Patent 8549339

Derivative works

Defensive disclosure: derivative variations of each claim designed to render future incremental improvements obvious or non-novel.

Active provider: Google · gemini-2.5-pro

Derivative works

Defensive disclosure: derivative variations of each claim designed to render future incremental improvements obvious or non-novel.

✓ Generated

Here is a comprehensive Defensive Disclosure document generating derivative works from US Patent 8,549,339 to establish prior art against future incremental inventions.

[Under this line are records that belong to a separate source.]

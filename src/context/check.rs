use crate::analysis::{AuditReport, NarrativeAnalyzer, NarrativeReport, StageAudit};
use crate::geometry::Frame;
use crate::scene::content::{CODE_SOURCE, HIGHLIGHTS};
use crate::scene::{build, scene_by_name};
use anyhow::Result;
use serde::Serialize;

/// Everything `check` looked at
#[derive(Debug, Clone, Serialize)]
pub struct CheckReport {
    pub scene: String,
    pub fingerprint: String,
    pub missing_targets: Vec<&'static str>,
    pub narrative: NarrativeReport,
    pub audit: AuditReport,
}

impl CheckReport {
    /// Pacing alerts are advisory; missing targets and audit errors fail
    pub fn passed(&self) -> bool {
        self.missing_targets.is_empty() && self.audit.is_clean()
    }
}

pub struct CheckContext;

impl CheckContext {
    pub fn run(scene_name: &str) -> Result<CheckReport> {
        let mut scene = scene_by_name(scene_name)?;
        let timeline = build(scene.as_mut(), Frame::default())?;

        println!("\n🔍 Checking highlight targets...");
        let missing_targets = StageAudit::missing_highlight_targets(CODE_SOURCE, &HIGHLIGHTS);
        if missing_targets.is_empty() {
            println!("   ✅ All {} targets found in the code", HIGHLIGHTS.len());
        } else {
            println!("   ❌ Missing targets:");
            for target in &missing_targets {
                println!("      - {}", target);
            }
        }

        println!("\n📊 Analyzing Narration Pacing...");
        let narrative = NarrativeAnalyzer::analyze(&timeline);
        println!("   Score: {}/100", narrative.score);
        for item in &narrative.items {
            println!(
                "   {}. {} words over {:.1}s ({:.0} wpm)",
                item.index + 1,
                item.words,
                item.on_screen,
                item.wpm
            );
        }
        if narrative.pacing_alerts.is_empty() {
            println!("   ✅ Pacing: Optimal");
        } else {
            println!("   ⚠️ Pacing Alerts:");
            for alert in &narrative.pacing_alerts {
                println!("      - {}", alert.message);
            }
        }

        println!("\n🎭 Auditing stage...");
        let audit = StageAudit::run(&timeline);
        if audit.is_clean() {
            println!("   ✅ Stage: Valid");
        } else {
            println!("   ❌ Stage Issues:");
            for error in &audit.errors {
                println!("      - {}", error);
            }
        }

        Ok(CheckReport {
            scene: scene_name.to_string(),
            fingerprint: timeline.fingerprint()?,
            missing_targets,
            narrative,
            audit,
        })
    }
}

#[cfg(test)]
mod tests {
    use super::*;

    #[test]
    fn test_async_scene_passes() {
        let report = CheckContext::run("AsyncProcessingExplanation").unwrap();
        assert!(report.passed(), "{:?}", report);
        assert_eq!(report.narrative.items.len(), 8);
        assert_eq!(report.fingerprint.len(), 64);
    }

    #[test]
    fn test_unknown_scene_fails() {
        assert!(CheckContext::run("Missing").is_err());
    }
}
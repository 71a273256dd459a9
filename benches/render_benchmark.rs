use code_explainer::geometry::Frame;
use code_explainer::renderer::{RenderEngine, RenderSettings};
use code_explainer::scene::build;
use code_explainer::style::BLACK;
use code_explainer::AsyncProcessingExplanation;
use criterion::{black_box, criterion_group, criterion_main, Criterion};

fn bench_build_scene(c: &mut Criterion) {
    c.bench_function("build_async_scene", |b| {
        b.iter(|| build(&mut AsyncProcessingExplanation, black_box(Frame::default())).unwrap())
    });
}

fn bench_render_frame(c: &mut Criterion) {
    let settings = RenderSettings {
        width: 1920,
        height: 1080,
        fps: 60,
        background: BLACK,
    };
    let timeline = build(
        &mut AsyncProcessingExplanation,
        Frame::for_resolution(settings.width, settings.height),
    )
    .unwrap();
    let mut engine = RenderEngine::new(timeline, &settings).unwrap();

    // 35.5s: code block on stage with the first highlight flashing
    c.bench_function("render_frame_1080p", |b| {
        b.iter(|| {
            engine.render_frame(black_box(2130)).unwrap();
        })
    });
}

criterion_group!(benches, bench_build_scene, bench_render_frame);
criterion_main!(benches);
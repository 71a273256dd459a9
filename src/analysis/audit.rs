use crate::animation::AnimationKind;
use crate::mobject::Role;
use crate::renderer::Timeline;
use crate::scene::content::HighlightEvent;
use serde::Serialize;

#[derive(Debug, Clone, Serialize, Default)]
pub struct AuditReport {
    pub errors: Vec<String>,
}

impl AuditReport {
    pub fn is_clean(&self) -> bool {
        self.errors.is_empty()
    }
}

/// Checks a recorded timeline against the stage rules:
/// narration appears in creation order, the caption slot below the code
/// holds at most one element, and nothing transient outlives the scene.
pub struct StageAudit;

impl StageAudit {
    pub fn run(timeline: &Timeline) -> AuditReport {
        let mut report = AuditReport::default();
        Self::check_narration_order(timeline, &mut report);
        Self::check_caption_slot(timeline, &mut report);
        Self::check_leftovers(timeline, &mut report);
        report
    }

    fn check_narration_order(timeline: &Timeline, report: &mut AuditReport) {
        let created: Vec<_> = timeline
            .elements()
            .iter()
            .filter(|e| e.role == Role::Narration)
            .map(|e| e.id)
            .collect();

        let mut written = Vec::new();
        for step in timeline.steps() {
            for anim in step.animations() {
                if anim.kind == AnimationKind::Write
                    && timeline.role(anim.target) == Some(Role::Narration)
                    && !written.contains(&anim.target)
                {
                    written.push(anim.target);
                }
            }
        }

        if written != created {
            report.errors.push(format!(
                "narration written out of order: expected {:?}, got {:?}",
                created, written
            ));
        }
    }

    fn check_caption_slot(timeline: &Timeline, report: &mut AuditReport) {
        for step in timeline.steps() {
            let occupants: Vec<_> = step
                .visible_during()
                .into_iter()
                .filter(|id| timeline.role(*id).is_some_and(Role::is_caption_slot))
                .collect();
            if occupants.len() > 1 {
                report.errors.push(format!(
                    "step {} shows {} captions at once: {:?}",
                    step.index,
                    occupants.len(),
                    occupants
                ));
            }
        }
    }

    fn check_leftovers(timeline: &Timeline, report: &mut AuditReport) {
        let leftovers: Vec<_> = timeline
            .stage()
            .iter()
            .filter(|id| timeline.role(**id).is_some_and(Role::is_transient))
            .collect();
        if !leftovers.is_empty() {
            report.errors.push(format!(
                "transient elements still on stage at the end: {:?}",
                leftovers
            ));
        }
    }

    /// Highlight lines that do not occur verbatim in `code_source`
    pub fn missing_highlight_targets(
        code_source: &str,
        events: &[HighlightEvent],
    ) -> Vec<&'static str> {
        events
            .iter()
            .filter(|e| !code_source.contains(e.line))
            .map(|e| e.line)
            .collect()
    }
}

Defensive Disclosure: Derivative Architectures and Methods for Heterogeneous Multi-Core Processors

Publication Date: May 13, 2026
Reference Patent: US 8549339 B2

This document discloses novel variations, applications, and integrations of the core technologies described in US Patent 8549339. The purpose of this disclosure is to place these derivative concepts into the public domain, thereby rendering them obvious or non-novel for the purposes of future patent prosecution.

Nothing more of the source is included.